- _EXERCISE DESCRIPTION_: Locate all lines in the data below that hold "explicitly" and show them.

• • • • • • •

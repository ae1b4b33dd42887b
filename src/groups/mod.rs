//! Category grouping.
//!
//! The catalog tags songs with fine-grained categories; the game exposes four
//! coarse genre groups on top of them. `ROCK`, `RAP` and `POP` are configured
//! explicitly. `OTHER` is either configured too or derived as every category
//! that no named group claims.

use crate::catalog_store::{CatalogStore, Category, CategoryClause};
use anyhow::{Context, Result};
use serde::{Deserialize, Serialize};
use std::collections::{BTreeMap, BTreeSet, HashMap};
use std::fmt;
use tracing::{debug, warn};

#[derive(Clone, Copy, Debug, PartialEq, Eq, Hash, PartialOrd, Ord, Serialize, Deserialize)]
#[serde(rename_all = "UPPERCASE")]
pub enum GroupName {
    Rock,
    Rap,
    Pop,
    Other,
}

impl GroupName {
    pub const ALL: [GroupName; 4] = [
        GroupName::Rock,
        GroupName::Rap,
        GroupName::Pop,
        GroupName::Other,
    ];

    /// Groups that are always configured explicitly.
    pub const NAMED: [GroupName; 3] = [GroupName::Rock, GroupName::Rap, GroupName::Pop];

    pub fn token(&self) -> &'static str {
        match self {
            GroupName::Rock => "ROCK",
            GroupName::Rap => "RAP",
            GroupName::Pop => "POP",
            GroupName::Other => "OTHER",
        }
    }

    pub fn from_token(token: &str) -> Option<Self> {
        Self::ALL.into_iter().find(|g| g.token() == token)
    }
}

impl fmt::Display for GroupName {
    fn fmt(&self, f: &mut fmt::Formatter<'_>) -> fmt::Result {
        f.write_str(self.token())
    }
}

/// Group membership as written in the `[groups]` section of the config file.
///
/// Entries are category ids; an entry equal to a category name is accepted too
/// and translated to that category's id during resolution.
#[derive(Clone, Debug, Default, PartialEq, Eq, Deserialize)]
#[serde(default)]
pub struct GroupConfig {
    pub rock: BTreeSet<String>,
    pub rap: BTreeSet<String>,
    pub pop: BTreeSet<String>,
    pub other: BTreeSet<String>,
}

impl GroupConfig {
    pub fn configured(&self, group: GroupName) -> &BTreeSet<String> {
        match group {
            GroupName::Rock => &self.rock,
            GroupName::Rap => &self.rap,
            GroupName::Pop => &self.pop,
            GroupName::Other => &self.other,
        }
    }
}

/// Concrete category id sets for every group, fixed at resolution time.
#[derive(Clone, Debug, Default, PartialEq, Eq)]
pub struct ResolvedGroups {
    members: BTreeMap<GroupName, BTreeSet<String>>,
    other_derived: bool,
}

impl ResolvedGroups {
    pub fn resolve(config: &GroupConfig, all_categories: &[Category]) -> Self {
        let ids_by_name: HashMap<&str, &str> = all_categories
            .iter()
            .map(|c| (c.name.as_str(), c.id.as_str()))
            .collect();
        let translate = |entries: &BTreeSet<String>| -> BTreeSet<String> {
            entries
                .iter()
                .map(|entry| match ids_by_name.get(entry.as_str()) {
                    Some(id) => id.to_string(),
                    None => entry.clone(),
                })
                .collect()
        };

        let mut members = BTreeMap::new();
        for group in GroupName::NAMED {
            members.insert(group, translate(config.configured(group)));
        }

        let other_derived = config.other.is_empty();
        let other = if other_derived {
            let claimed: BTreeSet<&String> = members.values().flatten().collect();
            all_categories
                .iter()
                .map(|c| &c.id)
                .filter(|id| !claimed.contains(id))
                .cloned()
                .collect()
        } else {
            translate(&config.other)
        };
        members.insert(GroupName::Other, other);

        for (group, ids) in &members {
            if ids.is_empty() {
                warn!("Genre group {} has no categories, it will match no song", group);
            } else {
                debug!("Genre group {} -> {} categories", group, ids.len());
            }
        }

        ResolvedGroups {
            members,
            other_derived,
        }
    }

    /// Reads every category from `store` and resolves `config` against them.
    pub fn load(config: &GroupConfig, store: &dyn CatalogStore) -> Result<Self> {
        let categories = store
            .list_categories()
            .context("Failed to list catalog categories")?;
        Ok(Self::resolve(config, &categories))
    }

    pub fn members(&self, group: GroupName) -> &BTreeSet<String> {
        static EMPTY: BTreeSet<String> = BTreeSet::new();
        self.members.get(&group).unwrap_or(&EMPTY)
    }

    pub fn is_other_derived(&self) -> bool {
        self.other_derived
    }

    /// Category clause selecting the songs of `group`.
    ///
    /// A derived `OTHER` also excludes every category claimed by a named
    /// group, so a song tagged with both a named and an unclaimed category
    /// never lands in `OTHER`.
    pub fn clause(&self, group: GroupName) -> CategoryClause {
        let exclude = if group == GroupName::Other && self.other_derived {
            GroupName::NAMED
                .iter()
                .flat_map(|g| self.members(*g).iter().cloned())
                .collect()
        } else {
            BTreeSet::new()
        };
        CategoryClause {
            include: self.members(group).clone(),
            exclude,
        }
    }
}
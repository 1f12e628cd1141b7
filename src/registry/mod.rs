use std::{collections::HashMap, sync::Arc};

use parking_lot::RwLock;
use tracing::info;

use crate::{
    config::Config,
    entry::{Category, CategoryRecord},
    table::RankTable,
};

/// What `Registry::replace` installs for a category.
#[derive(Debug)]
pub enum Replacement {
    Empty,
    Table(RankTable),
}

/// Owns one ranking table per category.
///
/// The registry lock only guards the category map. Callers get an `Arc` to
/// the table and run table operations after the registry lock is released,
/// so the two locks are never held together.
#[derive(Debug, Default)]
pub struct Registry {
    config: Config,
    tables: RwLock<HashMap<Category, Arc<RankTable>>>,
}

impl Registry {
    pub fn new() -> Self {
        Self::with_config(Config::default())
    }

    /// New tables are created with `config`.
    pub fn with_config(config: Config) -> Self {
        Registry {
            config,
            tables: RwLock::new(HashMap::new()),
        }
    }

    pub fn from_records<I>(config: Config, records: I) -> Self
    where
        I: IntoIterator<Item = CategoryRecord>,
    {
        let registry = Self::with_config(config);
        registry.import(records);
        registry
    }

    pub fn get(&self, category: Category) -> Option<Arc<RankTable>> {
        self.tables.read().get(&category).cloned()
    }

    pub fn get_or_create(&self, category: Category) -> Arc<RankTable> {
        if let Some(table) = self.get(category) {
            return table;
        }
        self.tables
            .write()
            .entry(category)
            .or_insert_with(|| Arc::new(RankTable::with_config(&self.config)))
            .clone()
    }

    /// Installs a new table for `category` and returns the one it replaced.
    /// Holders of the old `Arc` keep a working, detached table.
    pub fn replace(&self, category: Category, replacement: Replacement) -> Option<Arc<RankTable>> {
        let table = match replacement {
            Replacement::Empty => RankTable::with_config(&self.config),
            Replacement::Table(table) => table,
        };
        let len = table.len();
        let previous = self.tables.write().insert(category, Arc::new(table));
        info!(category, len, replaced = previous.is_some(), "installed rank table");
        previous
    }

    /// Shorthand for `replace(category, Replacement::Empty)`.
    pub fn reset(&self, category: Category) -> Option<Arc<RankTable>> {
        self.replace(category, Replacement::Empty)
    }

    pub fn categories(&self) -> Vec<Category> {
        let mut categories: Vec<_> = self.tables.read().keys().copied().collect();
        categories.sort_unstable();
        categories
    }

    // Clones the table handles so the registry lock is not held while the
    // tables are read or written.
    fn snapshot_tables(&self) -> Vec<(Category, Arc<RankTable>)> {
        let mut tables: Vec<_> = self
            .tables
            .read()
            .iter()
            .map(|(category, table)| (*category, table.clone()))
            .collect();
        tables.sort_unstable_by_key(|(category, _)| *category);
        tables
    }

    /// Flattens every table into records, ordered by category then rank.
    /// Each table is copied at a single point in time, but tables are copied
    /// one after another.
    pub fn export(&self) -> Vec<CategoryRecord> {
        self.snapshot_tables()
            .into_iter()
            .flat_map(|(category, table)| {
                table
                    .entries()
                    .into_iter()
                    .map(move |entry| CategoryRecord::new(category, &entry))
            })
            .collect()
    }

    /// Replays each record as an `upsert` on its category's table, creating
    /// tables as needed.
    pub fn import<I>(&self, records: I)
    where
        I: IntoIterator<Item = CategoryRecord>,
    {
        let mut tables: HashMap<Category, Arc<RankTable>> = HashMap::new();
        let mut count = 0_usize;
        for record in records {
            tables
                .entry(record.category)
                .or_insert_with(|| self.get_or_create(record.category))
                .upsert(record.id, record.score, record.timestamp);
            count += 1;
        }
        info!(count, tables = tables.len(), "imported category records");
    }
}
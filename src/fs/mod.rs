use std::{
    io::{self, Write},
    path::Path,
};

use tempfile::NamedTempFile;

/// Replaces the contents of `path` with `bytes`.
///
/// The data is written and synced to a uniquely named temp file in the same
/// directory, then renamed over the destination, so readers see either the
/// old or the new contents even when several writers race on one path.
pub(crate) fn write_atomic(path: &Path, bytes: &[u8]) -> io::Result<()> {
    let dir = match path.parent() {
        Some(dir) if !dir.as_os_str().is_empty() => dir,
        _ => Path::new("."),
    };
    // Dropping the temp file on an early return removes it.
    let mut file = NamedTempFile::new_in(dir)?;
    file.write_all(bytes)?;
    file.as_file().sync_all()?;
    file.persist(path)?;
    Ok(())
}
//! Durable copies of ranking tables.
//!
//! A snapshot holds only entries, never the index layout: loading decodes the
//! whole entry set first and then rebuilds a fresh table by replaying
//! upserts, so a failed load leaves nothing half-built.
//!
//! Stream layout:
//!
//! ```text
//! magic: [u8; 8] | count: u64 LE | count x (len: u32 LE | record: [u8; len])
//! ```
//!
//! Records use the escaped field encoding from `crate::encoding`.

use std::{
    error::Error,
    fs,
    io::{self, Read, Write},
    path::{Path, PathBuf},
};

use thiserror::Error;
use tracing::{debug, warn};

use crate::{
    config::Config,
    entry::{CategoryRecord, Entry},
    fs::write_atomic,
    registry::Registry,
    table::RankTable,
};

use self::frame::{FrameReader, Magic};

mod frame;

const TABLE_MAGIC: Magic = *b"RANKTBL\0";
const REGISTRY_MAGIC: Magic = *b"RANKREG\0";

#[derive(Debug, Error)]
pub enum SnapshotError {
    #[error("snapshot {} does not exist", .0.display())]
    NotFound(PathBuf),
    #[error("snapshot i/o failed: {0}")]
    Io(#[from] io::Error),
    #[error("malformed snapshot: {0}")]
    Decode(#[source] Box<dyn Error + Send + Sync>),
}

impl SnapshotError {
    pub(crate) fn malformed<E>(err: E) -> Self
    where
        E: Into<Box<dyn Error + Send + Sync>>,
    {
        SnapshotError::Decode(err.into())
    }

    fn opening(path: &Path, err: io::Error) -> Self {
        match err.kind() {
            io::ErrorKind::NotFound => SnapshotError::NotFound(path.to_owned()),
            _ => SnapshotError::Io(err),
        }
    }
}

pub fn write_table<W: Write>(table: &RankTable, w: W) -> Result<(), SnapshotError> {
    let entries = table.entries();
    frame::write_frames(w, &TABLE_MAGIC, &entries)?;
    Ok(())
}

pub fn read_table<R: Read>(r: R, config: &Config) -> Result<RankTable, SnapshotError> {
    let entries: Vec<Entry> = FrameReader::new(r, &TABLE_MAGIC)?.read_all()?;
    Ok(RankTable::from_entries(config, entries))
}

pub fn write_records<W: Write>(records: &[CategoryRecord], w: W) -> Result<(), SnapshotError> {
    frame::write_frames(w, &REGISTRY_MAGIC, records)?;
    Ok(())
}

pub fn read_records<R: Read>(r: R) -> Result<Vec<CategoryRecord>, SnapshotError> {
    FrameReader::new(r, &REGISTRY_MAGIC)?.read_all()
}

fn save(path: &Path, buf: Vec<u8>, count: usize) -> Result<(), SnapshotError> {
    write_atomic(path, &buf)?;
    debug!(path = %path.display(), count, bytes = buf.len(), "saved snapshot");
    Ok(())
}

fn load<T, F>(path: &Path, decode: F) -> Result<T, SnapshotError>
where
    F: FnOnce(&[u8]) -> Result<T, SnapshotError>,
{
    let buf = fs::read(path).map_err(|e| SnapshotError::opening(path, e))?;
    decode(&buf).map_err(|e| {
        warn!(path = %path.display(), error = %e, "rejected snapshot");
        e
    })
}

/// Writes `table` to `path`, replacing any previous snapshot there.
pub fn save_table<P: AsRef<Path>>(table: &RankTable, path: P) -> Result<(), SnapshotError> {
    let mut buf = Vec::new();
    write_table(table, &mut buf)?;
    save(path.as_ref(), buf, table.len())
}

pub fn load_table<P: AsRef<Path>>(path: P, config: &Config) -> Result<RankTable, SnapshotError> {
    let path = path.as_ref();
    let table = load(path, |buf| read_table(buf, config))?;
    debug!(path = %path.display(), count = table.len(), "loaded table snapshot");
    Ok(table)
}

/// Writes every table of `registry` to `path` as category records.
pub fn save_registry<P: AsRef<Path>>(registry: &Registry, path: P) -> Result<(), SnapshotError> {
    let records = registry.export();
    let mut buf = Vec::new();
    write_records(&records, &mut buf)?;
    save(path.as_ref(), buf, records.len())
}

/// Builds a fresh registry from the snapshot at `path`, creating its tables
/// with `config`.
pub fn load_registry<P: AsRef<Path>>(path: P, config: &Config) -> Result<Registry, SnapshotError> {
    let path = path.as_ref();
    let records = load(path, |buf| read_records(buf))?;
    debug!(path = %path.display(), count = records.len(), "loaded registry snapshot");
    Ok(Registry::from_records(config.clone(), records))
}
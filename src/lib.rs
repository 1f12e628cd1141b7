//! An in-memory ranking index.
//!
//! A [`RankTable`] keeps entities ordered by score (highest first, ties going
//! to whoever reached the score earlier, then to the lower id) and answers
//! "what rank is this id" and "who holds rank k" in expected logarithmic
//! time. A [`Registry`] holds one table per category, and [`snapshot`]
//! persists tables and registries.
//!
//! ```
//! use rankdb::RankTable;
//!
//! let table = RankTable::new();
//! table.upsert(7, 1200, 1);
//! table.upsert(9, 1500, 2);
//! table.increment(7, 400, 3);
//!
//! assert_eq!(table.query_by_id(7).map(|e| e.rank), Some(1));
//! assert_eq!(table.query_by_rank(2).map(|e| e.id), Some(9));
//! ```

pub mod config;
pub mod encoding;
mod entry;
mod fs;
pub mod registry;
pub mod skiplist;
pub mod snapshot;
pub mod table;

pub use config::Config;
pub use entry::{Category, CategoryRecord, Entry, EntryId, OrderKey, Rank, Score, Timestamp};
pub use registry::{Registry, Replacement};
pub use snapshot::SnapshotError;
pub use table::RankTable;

• • • • • • •

- _ANSWER_:
//! explicitly. `OTHER` is either configured too or derived as every category
    /// Groups that are always configured explicitly.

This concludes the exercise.